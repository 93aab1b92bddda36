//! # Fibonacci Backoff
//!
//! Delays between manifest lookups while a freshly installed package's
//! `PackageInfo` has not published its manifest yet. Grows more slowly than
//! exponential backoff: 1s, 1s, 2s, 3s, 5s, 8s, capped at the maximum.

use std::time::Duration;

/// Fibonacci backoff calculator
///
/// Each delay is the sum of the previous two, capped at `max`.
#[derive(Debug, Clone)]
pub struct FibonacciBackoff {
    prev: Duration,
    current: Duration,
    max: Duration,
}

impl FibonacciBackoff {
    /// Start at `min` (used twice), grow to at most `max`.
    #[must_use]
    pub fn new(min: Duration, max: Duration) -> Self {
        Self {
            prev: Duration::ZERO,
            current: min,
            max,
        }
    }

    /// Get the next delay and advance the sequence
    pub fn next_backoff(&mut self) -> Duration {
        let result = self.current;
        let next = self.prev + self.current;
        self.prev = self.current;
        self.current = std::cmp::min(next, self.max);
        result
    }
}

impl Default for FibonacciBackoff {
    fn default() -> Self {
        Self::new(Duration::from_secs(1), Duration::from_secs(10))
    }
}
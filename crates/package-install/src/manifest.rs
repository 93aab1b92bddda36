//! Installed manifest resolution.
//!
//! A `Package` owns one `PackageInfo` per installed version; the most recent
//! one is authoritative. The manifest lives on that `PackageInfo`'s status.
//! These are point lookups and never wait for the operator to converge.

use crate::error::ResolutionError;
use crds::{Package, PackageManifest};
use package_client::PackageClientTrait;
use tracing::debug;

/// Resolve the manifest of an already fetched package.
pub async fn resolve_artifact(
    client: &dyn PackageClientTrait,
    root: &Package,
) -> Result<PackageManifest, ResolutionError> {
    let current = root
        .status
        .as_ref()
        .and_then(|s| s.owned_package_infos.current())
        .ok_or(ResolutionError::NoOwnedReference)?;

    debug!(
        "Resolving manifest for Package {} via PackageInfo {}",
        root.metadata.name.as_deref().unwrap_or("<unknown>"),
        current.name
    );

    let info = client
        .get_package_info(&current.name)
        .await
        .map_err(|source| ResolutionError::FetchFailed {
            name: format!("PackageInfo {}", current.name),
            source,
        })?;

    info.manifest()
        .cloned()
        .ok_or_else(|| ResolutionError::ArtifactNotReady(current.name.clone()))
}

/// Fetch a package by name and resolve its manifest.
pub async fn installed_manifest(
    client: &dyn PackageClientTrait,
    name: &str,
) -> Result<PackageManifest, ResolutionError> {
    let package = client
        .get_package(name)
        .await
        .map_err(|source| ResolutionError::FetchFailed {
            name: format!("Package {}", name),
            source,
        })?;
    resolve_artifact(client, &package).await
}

EXERCISE BRIEF — Copy each line holding "impl" from the material above.

EXERCISE SOLUTION —
impl FibonacciBackoff {
impl Default for FibonacciBackoff {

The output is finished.